Der Süden Afrikas leidet unterdessen weiter unter der höchsten Erkrankungsrate an Aids weltweit. Bis zu 20 Prozent der Bevölkerung sind in den südlichen Staaten mit HIV infiziert, die Lebenserwartung ist um mehrere Jahre gesunken – mit erheblichen Folgen für Gesellschaft und Wirtschaft. Große Teile des Kontinents leiden weiter unter Malaria-Epidemien, autokratischen und korrupten Regimen, Armut, Bildungsmangel, wiederkehrenden Hungersnöten und Desertifikation.

AU muss sich ihre Autorität noch erkämpfen

Doch die AU nun als wirkungslos und überflüssig zu verdammen, wäre arrogant. Die Ziele, die sich die Union gesetzt hat, sind in der Tat mehr als ehrgeizig. Mit großen Zukunftsvisionen wollen die Staaten Afrikas gegen ihr Image als Katastrophenkontinent ankämpfen. Gänzlich erfolglos war die Union bislang nicht. Gemäß dem Anspruch, afrikanische Probleme selbst in die Hand zu nehmen, gab es Militär-Einsätze der AU in Burundi, im Sudan und in Somalia. In verschiedenen Deklarationen wurden hehre Absichten immerhin einmal formuliert: So gibt es eine Konvention zur Bekämpfung von Korruption und eine Erklärung über Demokratie und gute Regierungsführung.

Das sind, gemessen an den Verhältnissen in vielen afrikanischen Staaten, bemerkenswerte Ansätze. Sie wurden mitunter konsequent verteidigt. Aktuell sind Mali, Guinea-Bissau und Madagaskar nach den gewaltsamen politischen Umbrüchen als Mitglieder suspendiert. Wegen des Grundsatzes, dass verfassungswidrige Regime-Wechsel durch Rebellionen oder Militärputsche abzulehnen sind, waren die meisten AU-Staaten gegen den Nato-Einsatz in Libyen.

Doch das kann nicht davon ablenken, dass die Union sich Gedanken machen muss, wie sie ihren Einfluss für die Zukunft sichern und ausbauen will. Noch immer wird sie nicht ernst genommen, wie der Nato-Einsatz in Libyen gezeigt hat.
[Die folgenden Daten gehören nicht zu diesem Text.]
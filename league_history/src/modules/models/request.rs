use crate::modules::error::ApiError;
use axum::async_trait;
use axum::extract::FromRequestParts;
use http::request::Parts;
use serde::{Deserialize, Serialize};
use std::str::FromStr;
use validator::Validate;

#[derive(Debug, Clone, Copy, PartialEq, Eq)]
pub enum DataType {
    League,
    Users,
    Rosters,
    Matchups,
    Drafts,
    Standings,
    Champions,
}

impl FromStr for DataType {
    type Err = ApiError;

    fn from_str(s: &str) -> Result<Self, Self::Err> {
        match s {
            "league" => Ok(DataType::League),
            "users" => Ok(DataType::Users),
            "rosters" => Ok(DataType::Rosters),
            "matchups" => Ok(DataType::Matchups),
            "drafts" => Ok(DataType::Drafts),
            "standings" => Ok(DataType::Standings),
            "champions" => Ok(DataType::Champions),
            _ => Err(ApiError::BadRequest(String::from(
                "Invalid data type requested.",
            ))),
        }
    }
}

#[derive(Debug, Serialize, Deserialize, Validate, PartialEq, Eq, Default)]
pub struct LeagueDataQueryParameters {
    #[validate(length(max = 64))]
    #[serde(rename = "leagueId")]
    pub league_id: Option<String>,
    #[serde(rename = "dataType")]
    pub data_type: Option<String>,
    pub week: Option<String>,
    pub season: Option<String>,
}

#[derive(Debug, Validate)]
struct MatchupWeek {
    #[validate(range(min = 1, max = 18))]
    week: u32,
}

#[derive(Debug, Validate)]
struct StandingsSeason {
    #[validate(length(equal = 4))]
    season: String,
}

fn validation_error(rejection: validator::ValidationErrors) -> ApiError {
    ApiError::BadRequest(format!("Validation error: [{}]", rejection).replace('\n', ", "))
}

fn matchup_week(week: Option<&str>) -> Result<u32, ApiError> {
    let week = match week.map(str::trim) {
        Some(week) if !week.is_empty() => week,
        _ => return Err(ApiError::BadRequest(String::from("Week is required for matchups."))),
    };
    let week = week
        .parse::<u32>()
        .map_err(|e| ApiError::BadRequest(format!("Validation error: [week: {}]", e)))?;
    MatchupWeek { week }.validate().map_err(validation_error)?;

    Ok(week)
}

fn standings_season(season: Option<&str>) -> Result<String, ApiError> {
    let season = match season.map(str::trim) {
        Some(season) if !season.is_empty() => season,
        _ => {
            return Err(ApiError::BadRequest(String::from(
                "Season is required for standings.",
            )))
        }
    };
    let season = StandingsSeason {
        season: season.to_string(),
    };
    season.validate().map_err(validation_error)?;

    Ok(season.season)
}

/// A query that passed validation, with the parameters its data type needs.
#[derive(Debug, Clone, PartialEq, Eq)]
pub enum LeagueDataRequest {
    League { league_id: String },
    Users { league_id: String },
    Rosters { league_id: String },
    Matchups { league_id: String, week: u32 },
    Drafts { league_id: String },
    Standings { league_id: String, season: String },
    Champions { league_id: String },
}

impl TryFrom<LeagueDataQueryParameters> for LeagueDataRequest {
    type Error = ApiError;

    fn try_from(params: LeagueDataQueryParameters) -> Result<Self, Self::Error> {
        let league_id = match params.league_id.as_deref() {
            Some(league_id) if !league_id.trim().is_empty() => league_id.trim().to_string(),
            _ => return Err(ApiError::BadRequest(String::from("League ID is required."))),
        };
        let data_type: DataType = params.data_type.as_deref().unwrap_or_default().parse()?;

        params.validate().map_err(validation_error)?;

        let request = match data_type {
            DataType::League => LeagueDataRequest::League { league_id },
            DataType::Users => LeagueDataRequest::Users { league_id },
            DataType::Rosters => LeagueDataRequest::Rosters { league_id },
            DataType::Matchups => LeagueDataRequest::Matchups {
                week: matchup_week(params.week.as_deref())?,
                league_id,
            },
            DataType::Drafts => LeagueDataRequest::Drafts { league_id },
            DataType::Standings => LeagueDataRequest::Standings {
                season: standings_season(params.season.as_deref())?,
                league_id,
            },
            DataType::Champions => LeagueDataRequest::Champions { league_id },
        };

        Ok(request)
    }
}

pub struct ValidatedLeagueDataRequest(pub LeagueDataRequest);

#[async_trait]
impl<S> FromRequestParts<S> for ValidatedLeagueDataRequest
where
    S: Send + Sync,
{
    type Rejection = ApiError;

    async fn from_request_parts(parts: &mut Parts, _state: &S) -> Result<Self, Self::Rejection> {
        let query = parts.uri.query().unwrap_or_default();
        let params: LeagueDataQueryParameters =
            serde_urlencoded::from_str(query).map_err(|rejection| {
                tracing::error!("Parsing error: {}", rejection);
                ApiError::BadRequest(format!("invalid format query string: [{}]", rejection))
            })?;

        let request = LeagueDataRequest::try_from(params).map_err(|rejection| {
            tracing::error!("Validation error: {}", rejection);
            rejection
        })?;

        Ok(ValidatedLeagueDataRequest(request))
    }
}
pub mod champions;
pub mod server;
pub mod standings;

use anyhow::{Context, Result};
use league_history_libs::sleeper::client::{SleeperClient, DEFAULT_SLEEPER_API_URL};
use std::env;

/// Creates the league data client from `SLEEPER_API_URL`.
pub fn sleeper_client() -> Result<SleeperClient> {
    let api_url = env::var("SLEEPER_API_URL").unwrap_or_else(|_| {
        tracing::warn!(
            "SLEEPER_API_URL environment variable is not set. Default value `{}` will be used.",
            DEFAULT_SLEEPER_API_URL
        );
        String::from(DEFAULT_SLEEPER_API_URL)
    });

    SleeperClient::new(&api_url).with_context(|| {
        let message = format!("couldn't create league data client for {}", api_url);
        tracing::error!(message);
        message
    })
}

/// League id given on the command line, or `LEAGUE_ID` from the environment.
pub fn league_id(arg: Option<String>) -> Result<String> {
    match arg {
        Some(league_id) => Ok(league_id),
        None => match env::var("LEAGUE_ID") {
            Ok(league_id) if !league_id.is_empty() => Ok(league_id),
            _ => {
                let message = "either --league-id or LEAGUE_ID must be set";
                tracing::error!(message);
                anyhow::bail!(message)
            }
        },
    }
}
Kommissionspräsident Ping sagte einmal, es werde keine nachhaltigen Lösungen ohne afrikanische Eigenverantwortung geben.

Der Eingriff in Libyen von außen war in diesem Sinne ein Affront aus Sicht der Afrikaner, von denen Europa und die USA bei anderen Konflikten verlangen, diese doch bitte selbst zu lösen. Der Nato-Krieg untergrub nicht nur den Anspruch der AU, afrikanische Lösungen für afrikanische Probleme anzubieten. Er offenbarte die fehlende Autorität der Staatengemeinschaft und ihre innere Zerrissenheit.